Os resultados do estudo amparam o modelo de povoamento de nosso continente defendido há mais de duas décadas por Neves, cujos trabalhos são financiados em grande parte pela FAPESP. Segundo essa hipótese, as Américas foram colonizadas por duas ondas migratórias promovidas por povos distintos que cruzaram em momentos diferentes o estreito de Bering. A primeira teria sido composta por humanos que, há uns 15 mil anos, ainda exibiam essa morfologia “pan-africana”, para usar um termo empregado pelo pesquisador da USP. Os membros desse bando inicial de caçadores-coletores deveriam ser parecidos com Luzia, o famoso crânio feminino de 11 mil anos resgatado na região mineira de Lagoa Santa. Tinham nariz e órbitas oculares largos, face projetada para a frente e cabeça estreita e alongada. Embora seja impossível determinar com certeza a cor de sua pele, eram provavelmente negros. Todos os seus descendentes desapareceram misteriosamente em algum ponto da Pré-história por motivos ignorados e não deixaram representantes entre as tribos hoje presentes no continente.
Os humanos com traços africanos foram, sempre de acordo com as ideias de Neves, majoritariamente substituídos por indivíduos que vieram em um segundo movimento migratório da Ásia para as Américas. O novo grupo teria entrado no Novo Mundo mais recentemente, entre 9 mil e 10 mil anos atrás, e incluiria apenas indivíduos com características físicas dos chamados povos mongoloides, como os atuais orientais e as tribos indígenas encontradas até hoje em nosso continente. Seres humanos com essa aparência mais asiática, surgida possivelmente como uma adaptação ao clima extremamente frio da Sibéria e eventualmente do Ártico, não podem ter participado da primeira leva migratória para as Américas simplesmente porque esse tipo físico ainda não havia surgido na Terra. Pelo menos é o que dizem Neves, Hubbe e Harvati.

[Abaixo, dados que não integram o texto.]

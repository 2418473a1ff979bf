use thiserror::Error;

/// Field-level validation failure on a request payload
#[derive(Error, Debug, Clone, PartialEq, Eq)]
pub enum ValidationError {
    #[error("Missing required field: {0}")]
    MissingField(&'static str),

    #[error("Invalid value for {field}: {reason}")]
    InvalidField { field: &'static str, reason: String },
}

impl ValidationError {
    pub fn invalid(field: &'static str, reason: impl Into<String>) -> Self {
        ValidationError::InvalidField {
            field,
            reason: reason.into(),
        }
    }
}
//! Command-line surface over the VPC manager operations

use anyhow::Result;
use clap::{Parser, Subcommand};
use serde_json::{json, Value};
use std::path::PathBuf;
use vpc_api::{CreateVpcRequest, Tag, UpdateTagsResponse, UpdateVpcTagsRequest, VpcResponse};
use vpc_core::{ManagerConfig, VpcError, VpcManager};

#[derive(Parser, Debug)]
#[command(name = "vpc-manager", version, about = "Create, inspect and delete VPCs")]
pub struct Cli {
    /// Directory holding the metadata table and simulator state
    #[arg(long, env = "VPC_STATE_DIR", default_value = ".vpc-manager")]
    pub state_dir: PathBuf,

    /// Emit logs as JSON
    #[arg(long, env = "VPC_JSON_LOGS")]
    pub json_logs: bool,

    #[command(subcommand)]
    pub command: Command,
}

#[derive(Subcommand, Debug)]
pub enum Command {
    /// Create a VPC with subnets, an internet gateway and route tables
    Create {
        /// VPC block, e.g. 10.0.0.0/16
        cidr: String,

        /// Number of subnets
        #[arg(long, default_value_t = 2, allow_negative_numbers = true)]
        subnets: i64,

        /// Number of public subnets (defaults to half)
        #[arg(long, allow_negative_numbers = true)]
        public: Option<i64>,

        /// VPC tag as key=value (repeatable)
        #[arg(long = "tag", value_parser = parse_tag)]
        tags: Vec<Tag>,

        /// Subnet tag as key=value; the nth flag tags the nth subnet
        #[arg(long = "subnet-tag", value_parser = parse_tag)]
        subnet_tags: Vec<Tag>,

        #[arg(long)]
        region: Option<String>,
    },

    /// Show one VPC
    Get { vpc_id: String },

    /// List all VPCs
    List,

    /// Replace the tags of a VPC
    Update {
        vpc_id: String,

        /// Tag as key=value (repeatable); none clears all tags
        #[arg(long = "tag", value_parser = parse_tag)]
        tags: Vec<Tag>,

        #[arg(long)]
        region: Option<String>,
    },

    /// Delete a VPC and its resources
    Delete {
        vpc_id: String,

        #[arg(long)]
        region: Option<String>,
    },

    /// Print JSON schemas of the request and response payloads
    Schema,
}

fn parse_tag(value: &str) -> std::result::Result<Tag, String> {
    Tag::parse(value).ok_or_else(|| format!("expected key=value, got {:?}", value))
}

fn non_empty(tags: Vec<Tag>) -> Option<Vec<Tag>> {
    (!tags.is_empty()).then_some(tags)
}

pub async fn run(manager: &VpcManager, config: &ManagerConfig, command: Command) -> Result<Value> {
    let output = match command {
        Command::Create {
            cidr,
            subnets,
            public,
            tags,
            subnet_tags,
            region,
        } => {
            let request = CreateVpcRequest {
                vpc_cidr: cidr,
                subnet_count: subnets,
                public_subnet_count: public,
                vpc_tags: non_empty(tags),
                subnet_tags: non_empty(subnet_tags),
                region: region.unwrap_or_else(|| config.default_region.clone()),
            };
            let record = manager.create(&request).await?;
            serde_json::to_value(VpcResponse::from(&record))?
        }
        Command::Get { vpc_id } => {
            let record = manager
                .get(&vpc_id)
                .await?
                .ok_or(VpcError::NotFound(vpc_id))?;
            serde_json::to_value(VpcResponse::from(&record))?
        }
        Command::List => {
            let records = manager.list().await?;
            let responses: Vec<VpcResponse> = records.iter().map(VpcResponse::from).collect();
            serde_json::to_value(responses)?
        }
        Command::Update { vpc_id, tags, region } => {
            let request = UpdateVpcTagsRequest {
                vpc_tags: Some(tags),
                region: region.unwrap_or_else(|| config.default_region.clone()),
            };
            request.validate().map_err(VpcError::from)?;
            let updated_tags = manager
                .update(&vpc_id, request.tags())
                .await?
                .ok_or_else(|| VpcError::NotFound(vpc_id.clone()))?;
            serde_json::to_value(UpdateTagsResponse {
                vpc_id,
                updated_tags,
            })?
        }
        Command::Delete { vpc_id, region } => {
            let region = region.unwrap_or_else(|| config.default_region.clone());
            let response = manager
                .delete(&vpc_id, &region)
                .await?
                .ok_or(VpcError::NotFound(vpc_id))?;
            serde_json::to_value(response)?
        }
        Command::Schema => json!({
            "create_request": schemars::schema_for!(CreateVpcRequest),
            "update_request": schemars::schema_for!(UpdateVpcTagsRequest),
            "vpc_response": schemars::schema_for!(VpcResponse),
        }),
    };
    Ok(output)
}

#[cfg(test)]
mod tests {
    use super::*;
    use std::sync::Arc;
    use vpc_core::InMemoryMetadataStore;
    use vpc_simulator::SimulatedCloud;

    fn manager() -> VpcManager {
        VpcManager::new(
            Arc::new(SimulatedCloud::new()),
            Arc::new(InMemoryMetadataStore::new()),
        )
    }

    fn assert_not_found(result: Result<Value>, vpc_id: &str) {
        let err = result.unwrap_err();
        match err.downcast_ref::<VpcError>() {
            Some(VpcError::NotFound(id)) => assert_eq!(id, vpc_id),
            other => panic!("expected not found, got {:?}", other),
        }
    }

    #[tokio::test]
    async fn test_unknown_id_is_not_found() {
        let manager = manager();
        let config = ManagerConfig::default();

        let get = Command::Get {
            vpc_id: "vpc-missing".to_string(),
        };
        assert_not_found(run(&manager, &config, get).await, "vpc-missing");

        let update = Command::Update {
            vpc_id: "vpc-missing".to_string(),
            tags: vec![Tag::new("Env", "dev")],
            region: None,
        };
        assert_not_found(run(&manager, &config, update).await, "vpc-missing");

        let delete = Command::Delete {
            vpc_id: "vpc-missing".to_string(),
            region: Some("ap-south-1".to_string()),
        };
        assert_not_found(run(&manager, &config, delete).await, "vpc-missing");
    }

    #[tokio::test]
    async fn test_create_then_list_outputs_responses() {
        let manager = manager();
        let config = ManagerConfig::default();

        let create = Command::Create {
            cidr: "10.0.0.0/16".to_string(),
            subnets: 2,
            public: None,
            tags: vec![Tag::new("Name", "demo")],
            subnet_tags: vec![],
            region: None,
        };
        let created = run(&manager, &config, create).await.unwrap();
        assert_eq!(created["region"], "us-east-1");
        assert_eq!(created["tags"], serde_json::json!([{"Key": "Name", "Value": "demo"}]));

        let listed = run(&manager, &config, Command::List).await.unwrap();
        assert_eq!(listed.as_array().map(Vec::len), Some(1));
        assert_eq!(listed[0]["vpc_id"], created["vpc_id"]);
    }

    #[test]
    fn test_parse_create() {
        let cli = Cli::try_parse_from([
            "vpc-manager",
            "create",
            "10.0.0.0/16",
            "--subnets",
            "4",
            "--tag",
            "Name=demo",
            "--subnet-tag",
            "Tier=Public",
            "--region",
            "ap-south-1",
        ])
        .unwrap();

        match cli.command {
            Command::Create {
                cidr,
                subnets,
                public,
                tags,
                subnet_tags,
                region,
            } => {
                assert_eq!(cidr, "10.0.0.0/16");
                assert_eq!(subnets, 4);
                assert_eq!(public, None);
                assert_eq!(tags, vec![Tag::new("Name", "demo")]);
                assert_eq!(subnet_tags, vec![Tag::new("Tier", "Public")]);
                assert_eq!(region.as_deref(), Some("ap-south-1"));
            }
            other => panic!("unexpected command {:?}", other),
        }
    }

    #[test]
    fn test_rejects_bad_tag() {
        assert!(Cli::try_parse_from(["vpc-manager", "update", "vpc-1", "--tag", "novalue"]).is_err());
    }

    #[test]
    fn test_defaults() {
        let cli = Cli::try_parse_from(["vpc-manager", "list"]).unwrap();
        assert!(!cli.json_logs);
        assert!(matches!(cli.command, Command::List));
    }
}
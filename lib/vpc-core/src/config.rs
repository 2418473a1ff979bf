//! Manager configuration

use std::time::Duration;

use crate::error::{Result, VpcError};
use crate::retry::RetryPolicy;

/// Configuration for the VPC manager and its backing systems
#[derive(Clone, Debug, PartialEq)]
pub struct ManagerConfig {
    /// Metadata table name
    pub table_name: String,
    /// Region hosting the metadata table
    pub db_region: String,
    /// Region used when a caller does not name one
    pub default_region: String,
    /// Retry policy for throttled provider calls
    pub retry: RetryPolicy,
}

impl Default for ManagerConfig {
    fn default() -> Self {
        Self {
            table_name: "VpcTable".to_string(),
            db_region: "us-east-1".to_string(),
            default_region: "us-east-1".to_string(),
            retry: RetryPolicy::default(),
        }
    }
}

impl ManagerConfig {
    /// Read configuration from the process environment
    ///
    /// `TABLE_NAME`, `DB_REGION`, `AWS_REGION`, `VPC_MAX_RETRIES` and
    /// `VPC_RETRY_BACKOFF_MS` override the defaults.
    pub fn from_env() -> Result<Self> {
        Self::from_lookup(|key| std::env::var(key).ok())
    }

    /// Build configuration from an arbitrary key lookup
    pub fn from_lookup<F>(lookup: F) -> Result<Self>
    where
        F: Fn(&str) -> Option<String>,
    {
        let mut config = Self::default();

        if let Some(table) = lookup("TABLE_NAME") {
            config.table_name = table;
        }
        if let Some(region) = lookup("DB_REGION") {
            config.db_region = region.clone();
            config.default_region = region;
        }
        if let Some(region) = lookup("AWS_REGION") {
            config.default_region = region;
        }
        if let Some(retries) = lookup("VPC_MAX_RETRIES") {
            config.retry.max_retries = parse_number("VPC_MAX_RETRIES", &retries)?;
        }
        if let Some(backoff) = lookup("VPC_RETRY_BACKOFF_MS") {
            let ms: u64 = parse_number("VPC_RETRY_BACKOFF_MS", &backoff)?;
            config.retry.initial_backoff = Duration::from_millis(ms);
        }

        if config.table_name.trim().is_empty() {
            return Err(VpcError::Configuration("TABLE_NAME must not be empty".to_string()));
        }

        Ok(config)
    }
}

fn parse_number<T: std::str::FromStr>(key: &str, value: &str) -> Result<T> {
    value
        .trim()
        .parse()
        .map_err(|_| VpcError::Configuration(format!("{} must be a number, got {:?}", key, value)))
}

#[cfg(test)]
mod tests {
    use super::*;
    use std::collections::HashMap;

    fn lookup(pairs: &[(&str, &str)]) -> impl Fn(&str) -> Option<String> {
        let map: HashMap<String, String> = pairs
            .iter()
            .map(|(k, v)| (k.to_string(), v.to_string()))
            .collect();
        move |key| map.get(key).cloned()
    }

    #[test]
    fn test_defaults() {
        let config = ManagerConfig::from_lookup(lookup(&[])).unwrap();
        assert_eq!(config, ManagerConfig::default());
        assert_eq!(config.table_name, "VpcTable");
    }

    #[test]
    fn test_overrides() {
        let config = ManagerConfig::from_lookup(lookup(&[
            ("TABLE_NAME", "TestVpcTable"),
            ("DB_REGION", "ap-south-1"),
            ("VPC_MAX_RETRIES", "5"),
            ("VPC_RETRY_BACKOFF_MS", "20"),
        ]))
        .unwrap();
        assert_eq!(config.table_name, "TestVpcTable");
        assert_eq!(config.db_region, "ap-south-1");
        assert_eq!(config.default_region, "ap-south-1");
        assert_eq!(config.retry.max_retries, 5);
        assert_eq!(config.retry.initial_backoff, Duration::from_millis(20));
    }

    #[test]
    fn test_aws_region_wins_for_default_region() {
        let config = ManagerConfig::from_lookup(lookup(&[
            ("DB_REGION", "us-east-1"),
            ("AWS_REGION", "eu-west-1"),
        ]))
        .unwrap();
        assert_eq!(config.db_region, "us-east-1");
        assert_eq!(config.default_region, "eu-west-1");
    }

    #[test]
    fn test_invalid_numbers() {
        let err = ManagerConfig::from_lookup(lookup(&[("VPC_MAX_RETRIES", "lots")])).unwrap_err();
        assert!(matches!(err, VpcError::Configuration(_)));
        assert!(ManagerConfig::from_lookup(lookup(&[("TABLE_NAME", " ")])).is_err());
    }
}
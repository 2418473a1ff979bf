//! Metadata store backed by a directory of JSON files
//!
//! Each record lives in `<table_dir>/<vpc_id>.json`. Writes go to a temporary
//! file first and are renamed into place.

use async_trait::async_trait;
use std::io::ErrorKind;
use std::path::{Path, PathBuf};
use tokio::fs;
use tracing::{debug, warn};
use vpc_api::VpcRecord;

use crate::store::{MetadataStore, StoreError, StoreResult};

pub struct JsonFileStore {
    table_dir: PathBuf,
}

impl JsonFileStore {
    pub fn new(table_dir: impl Into<PathBuf>) -> Self {
        Self {
            table_dir: table_dir.into(),
        }
    }

    pub fn table_dir(&self) -> &Path {
        &self.table_dir
    }

    fn record_path(&self, vpc_id: &str) -> Option<PathBuf> {
        let valid = !vpc_id.is_empty()
            && vpc_id
                .chars()
                .all(|c| c.is_ascii_alphanumeric() || c == '-' || c == '_');
        valid.then(|| self.table_dir.join(format!("{}.json", vpc_id)))
    }
}

#[async_trait]
impl MetadataStore for JsonFileStore {
    async fn put(&self, record: &VpcRecord) -> StoreResult<()> {
        let path = self.record_path(&record.vpc_id).ok_or_else(|| {
            StoreError::Unavailable(format!("unsupported key {:?}", record.vpc_id))
        })?;

        fs::create_dir_all(&self.table_dir).await?;
        let json = serde_json::to_vec_pretty(record)?;
        let tmp = path.with_extension("json.tmp");
        fs::write(&tmp, json).await?;
        fs::rename(&tmp, &path).await?;

        debug!("Wrote record {}", path.display());
        Ok(())
    }

    async fn get(&self, vpc_id: &str) -> StoreResult<Option<VpcRecord>> {
        let Some(path) = self.record_path(vpc_id) else {
            return Ok(None);
        };

        match fs::read(&path).await {
            Ok(bytes) => Ok(Some(serde_json::from_slice(&bytes)?)),
            Err(e) if e.kind() == ErrorKind::NotFound => Ok(None),
            Err(e) => Err(e.into()),
        }
    }

    async fn scan(&self) -> StoreResult<Vec<VpcRecord>> {
        let mut entries = match fs::read_dir(&self.table_dir).await {
            Ok(entries) => entries,
            Err(e) if e.kind() == ErrorKind::NotFound => return Ok(Vec::new()),
            Err(e) => return Err(e.into()),
        };

        let mut records = Vec::new();
        while let Some(entry) = entries.next_entry().await? {
            let path = entry.path();
            if path.extension().and_then(|e| e.to_str()) != Some("json") {
                continue;
            }
            let bytes = fs::read(&path).await?;
            match serde_json::from_slice::<VpcRecord>(&bytes) {
                Ok(record) => records.push(record),
                Err(e) => warn!("Skipping unreadable record {}: {}", path.display(), e),
            }
        }

        records.sort_by(|a, b| a.vpc_id.cmp(&b.vpc_id));
        Ok(records)
    }

    async fn delete(&self, vpc_id: &str) -> StoreResult<bool> {
        let Some(path) = self.record_path(vpc_id) else {
            return Ok(false);
        };

        match fs::remove_file(&path).await {
            Ok(()) => Ok(true),
            Err(e) if e.kind() == ErrorKind::NotFound => Ok(false),
            Err(e) => Err(e.into()),
        }
    }
}
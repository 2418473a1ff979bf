use anyhow::Result;
use clap::Parser;
use std::sync::Arc;
use tracing::{info, warn};
use tracing_subscriber::EnvFilter;
use vpc_core::{JsonFileStore, ManagerConfig, VpcManager};
use vpc_simulator::SimulatedCloud;

mod cli;

use cli::Cli;

const SNAPSHOT_FILE: &str = "cloud.json";

#[tokio::main]
async fn main() -> Result<()> {
    let cli = Cli::parse();
    init_tracing(cli.json_logs);

    let config = ManagerConfig::from_env()?;
    let store = JsonFileStore::new(cli.state_dir.join(&config.table_name));
    info!(
        "Starting vpc-manager (table {} at {}, table region {}, default region {})",
        config.table_name,
        store.table_dir().display(),
        config.db_region,
        config.default_region
    );

    let snapshot = cli.state_dir.join(SNAPSHOT_FILE);
    let cloud = SimulatedCloud::load(&snapshot).await?;
    let manager = VpcManager::new(Arc::new(cloud.clone()), Arc::new(store))
        .with_retry_policy(config.retry.clone());

    let outcome = cli::run(&manager, &config, cli.command).await;

    // Provider-side state is kept even when the command failed part way
    if let Err(e) = cloud.save(&snapshot).await {
        warn!("Could not save simulator state: {}", e);
    }

    let output = outcome?;
    println!("{}", serde_json::to_string_pretty(&output)?);
    Ok(())
}

fn init_tracing(json: bool) {
    let filter = EnvFilter::try_from_default_env().unwrap_or_else(|_| EnvFilter::new("info"));
    let builder = tracing_subscriber::fmt()
        .with_env_filter(filter)
        .with_writer(std::io::stderr);

    if json {
        builder.json().init();
    } else {
        builder.init();
    }
}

Essa teoria sobre o povoamento das Américas está longe de ser consensual. Análises do DNA extraído de populações extintas e vivas de indígenas do continente, em especial das sequências contidas nos genomas da mitocôndria (de linhagem materna) e do cromosomo Y (herdado do pai), contam uma história distinta. Favorecem a hipótese de que houve apenas um movimento de entrada de indivíduos da Ásia em direção ao Novo Mundo e de que essa travessia ocorreu alguns milhares de anos antes do sugerido pelas evidências arqueológicas. “Praticamente toda a diversidade biológica dos atuais tipos humanos já estava presente na única leva migratória que entrou nas Américas”, diz o geneticista Sandro Bonatto, da Pontifícia Universidade Católica do Rio Grande do Sul. “Apenas os esquimós, população que representa o caso mais extremo e tardio da chamada morfologia mongoloide, ainda não tinham se originado e não participaram dessa leva.”